What about an entire college campus?

If one replaces a number of their lab computers, say across an entire university campus, one could save in power alone $80,000 after about 400 machines. If one needs to add staff, a savings of $80,000 can pay for a well paid staff member quickly! This calculation doesn’t even account for cooling savings, and labor savings – which at most company all come out of “operating expense” budgets in direct competition with staff funding.

However, other very nifty uses for SunRay’s abound across a large deployment. They are capable not only as desktops, in a lab, but also for information kiosks, and timed access web browsing and e-mail kiosks. Similarly, they can easily be used as corporate, or student low cost, virus immune, home PC’s. The user keeps their same desktop and applications open on any device they use — whether at home, work or a network connected coffee shop. They never have to “shut down”, and they can even use VPN technologies to work from off campus. There are various manufacturers who make tablet SunRay’s and ruggedized SunRay’s, as well as VPN capable SunRay laptops. A college campus can deploy these in numerous uses to help ensure faculty and students have substantial benefit from technology. The ruggedized models would work very well in chemical laboratories for data acquisition and data look-up. While with their low-price and data security (nothing is stored on the SunRay) they can provide off campus access methods for site-licensed software and library resources — to be checked out the same as a book.

What kind of system characteristics are best for a SunRay server?

SunRay’s are a neat device in that it allows an IT group to ensure the demand on their servers is more stable than the occasional job by the occasional user; increasing their return in buying such centralized and large equipment. However, an IT group needs to ensure that they provision a server which meets the SunRay’s needs. SunRay’s require a server efficient at dealing with a highly multi-threaded workflow. (As there are many users all running multiple applications thanks to standard Unix conventions – none of the Microsoft Windows one window paradigm seen so often elsewhere.) Sun produces their CoolThreads line of servers which are perfect for this paradigm. The newly released Sun SPARC Enterprise T5140, for example, in 1U can have 128 threads — for the starting price of 7 mid-range, traditional desktops! Imagine the power of a lab of 64, dual processor or dual core workstations, but with the power and administrative savings of SunRay. One could provision for a class to run Linux applications and the immediate next class run Solaris applications, with no administrator overhead, or work on the part of the students either. Similarly, the lab could be locally used by classes through the day and the lab’s back-end servers provisioned to be added to the campus’ HPC cluster at night. SunRays provide a flat administrative curve for administrator time, compared to the traditional linear curve of Unix workstations, both of which well improve on the more exponential administrative needs of a personal computer model.

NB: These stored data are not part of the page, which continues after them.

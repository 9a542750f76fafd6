//! Shared helpers for gateway operations (retried provider calls, error mapping, outcomes).

// self
use crate::{
	_prelude::*,
	auth::TokenSecret,
	flows::SessionGateway,
	obs::{self, FlowKind, FlowOutcome},
	provider::{
		AuthResponse, ChallengeResponseRequest, CreateUserRequest, InitiateAuthRequest,
		ProviderError, ProviderErrorKind, ProviderOperation, UserInfo,
	},
};

impl SessionGateway {
	pub(crate) async fn initiate_with_retry(
		&self,
		request: &InitiateAuthRequest,
	) -> Result<AuthResponse, ProviderError> {
		let provider = self.provider.as_ref();

		self.retry
			.run(ProviderOperation::InitiateAuth, move || provider.initiate_auth(request))
			.await
	}

	pub(crate) async fn respond_with_retry(
		&self,
		request: &ChallengeResponseRequest,
	) -> Result<AuthResponse, ProviderError> {
		let provider = self.provider.as_ref();

		self.retry
			.run(ProviderOperation::RespondToChallenge, move || {
				provider.respond_to_challenge(request)
			})
			.await
	}

	pub(crate) async fn get_user_with_retry(
		&self,
		access_token: &TokenSecret,
	) -> Result<UserInfo, ProviderError> {
		let provider = self.provider.as_ref();

		self.retry.run(ProviderOperation::GetUser, move || provider.get_user(access_token)).await
	}

	pub(crate) async fn create_user_with_retry(
		&self,
		request: &CreateUserRequest,
	) -> Result<(), ProviderError> {
		let provider = self.provider.as_ref();

		self.retry.run(ProviderOperation::CreateUser, move || provider.create_user(request)).await
	}
}

/// Maps a classified provider failure onto the gateway error taxonomy.
///
/// `UsernameExists` is left as a provider error here; sign-up maps it with the username.
pub(crate) fn map_provider_error(err: ProviderError) -> Error {
	match err.kind {
		ProviderErrorKind::InvalidCredentials => Error::CredentialsInvalid { reason: err.message },
		ProviderErrorKind::InvalidNewSecret => Error::PolicyViolation { reason: err.message },
		ProviderErrorKind::RateLimited =>
			Error::RateLimited { operation: err.operation.action(), attempts: err.attempts },
		ProviderErrorKind::TokenExpired
		| ProviderErrorKind::UsernameExists
		| ProviderErrorKind::Unexpected => Error::Provider(err),
	}
}

/// Records the terminal outcome of an operation.
pub(crate) fn record_outcome<T>(kind: FlowKind, result: &Result<T>) {
	match result {
		Ok(_) => obs::record_flow_outcome(kind, FlowOutcome::Success),
		Err(_) => obs::record_flow_outcome(kind, FlowOutcome::Failure),
	}
}
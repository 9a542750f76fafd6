//! Gateway operations: sign-up, sign-in with challenge handling, refresh, and validation.

pub mod challenge;
pub mod common;
pub mod validate;

mod confirm;
mod refresh;
mod sign_in;
mod sign_up;

pub use challenge::*;
pub use validate::*;

// self
use crate::{
	_prelude::*, cache::CredentialsCache, provider::IdentityProvider, provider::PoolDescriptor,
	retry::RetryPolicy,
};
#[cfg(feature = "reqwest")] use crate::{error::ConfigError, http::CognitoHttpClient};

/// Coordinates the session protocol against a single user pool.
///
/// The gateway owns the provider handle, the pool descriptor, the injected credentials cache,
/// and the retry policy so individual operations only carry their own protocol logic. Every
/// remote call goes through [`RetryPolicy::run`].
#[derive(Clone)]
pub struct SessionGateway {
	/// Identity provider receiving every remote call.
	pub provider: Arc<dyn IdentityProvider>,
	/// Pool and app client the gateway acts for.
	pub descriptor: PoolDescriptor,
	/// Shared cache of validated access tokens.
	pub cache: Arc<CredentialsCache>,
	/// Retry budget applied to throttled calls.
	pub retry: RetryPolicy,
	/// In-process counters for session validation.
	pub validation_metrics: Arc<ValidationMetrics>,
}
impl SessionGateway {
	/// Creates a gateway around a caller-provided provider and cache.
	pub fn new(
		provider: Arc<dyn IdentityProvider>,
		descriptor: PoolDescriptor,
		cache: Arc<CredentialsCache>,
	) -> Self {
		Self {
			provider,
			descriptor,
			cache,
			retry: RetryPolicy::default(),
			validation_metrics: Default::default(),
		}
	}

	/// Overrides the retry policy.
	pub fn with_retry_policy(mut self, retry: RetryPolicy) -> Self {
		self.retry = retry;

		self
	}
}
#[cfg(feature = "reqwest")]
impl SessionGateway {
	/// Creates a gateway that talks to the descriptor's endpoint with the crate's reqwest
	/// transport.
	pub fn with_reqwest(
		descriptor: PoolDescriptor,
		cache: Arc<CredentialsCache>,
	) -> Result<Self, ConfigError> {
		let provider = CognitoHttpClient::from_descriptor(&descriptor)?;

		Ok(Self::new(Arc::new(provider), descriptor, cache))
	}
}
impl Debug for SessionGateway {
	fn fmt(&self, f: &mut Formatter) -> FmtResult {
		f.debug_struct("SessionGateway")
			.field("descriptor", &self.descriptor)
			.field("cache_capacity", &self.cache.capacity())
			.field("retry", &self.retry)
			.finish()
	}
}
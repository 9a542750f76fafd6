// self
use crate::{_prelude::*, obs::FlowKind};

/// Type alias that resolves to an instrumented future when tracing is enabled.
#[cfg(feature = "tracing")]
pub type InstrumentedFlow<F> = tracing::instrument::Instrumented<F>;
/// Passthrough future type when tracing is disabled.
#[cfg(not(feature = "tracing"))]
pub type InstrumentedFlow<F> = F;

/// Span wrapping one gateway operation.
///
/// The `subject` field starts empty and is filled once the flow knows who or what it is
/// acting on (a username, or a token fingerprint; never a raw token).
#[derive(Clone, Debug)]
pub struct FlowSpan {
	#[cfg(feature = "tracing")]
	span: tracing::Span,
}
impl FlowSpan {
	/// Creates a new span tagged with the provided flow kind + stage.
	pub fn new(kind: FlowKind, stage: &'static str) -> Self {
		#[cfg(feature = "tracing")]
		{
			let span = tracing::info_span!(
				"cognito_session.flow",
				flow = kind.as_str(),
				stage,
				subject = tracing::field::Empty,
			);

			Self { span }
		}
		#[cfg(not(feature = "tracing"))]
		{
			let _ = (kind, stage);

			Self {}
		}
	}

	/// Records the subject of the flow on the span.
	pub fn record_subject(&self, subject: &dyn Display) {
		#[cfg(feature = "tracing")]
		{
			self.span.record("subject", tracing::field::display(subject));
		}
		#[cfg(not(feature = "tracing"))]
		{
			let _ = subject;
		}
	}

	/// Instruments an async block without holding a guard across `.await` points.
	pub fn instrument<Fut>(&self, fut: Fut) -> InstrumentedFlow<Fut>
	where
		Fut: Future,
	{
		#[cfg(feature = "tracing")]
		{
			use tracing::Instrument;

			fut.instrument(self.span.clone())
		}
		#[cfg(not(feature = "tracing"))]
		{
			fut
		}
	}
}

/// Logs a failed step at `warn` with the error attached as the `error` field.
pub(crate) fn warn_failure(message: &'static str, error: &dyn Display) {
	#[cfg(feature = "tracing")]
	{
		tracing::warn!(error = %error, "{message}");
	}
	#[cfg(not(feature = "tracing"))]
	{
		let _ = (message, error);
	}
}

SunRay’s allow for administrators to simplify their jobs and provide more computing resources to their users, all at a significant cost savings, from hardware and labor to simple power consumption.

2 responses to “Power Savings In A Lab Environment”

  1. Rob McDonald

    The line with the 5220 doesn’t make sense:
    quantity 2, min/max 494/795 total 774

    should be 494*2=988
    or 795*2=1590

    Otherwise nice senario

  2. Clay

    Hi Rob,
    Thank you for pointing out my bizarre number choice there.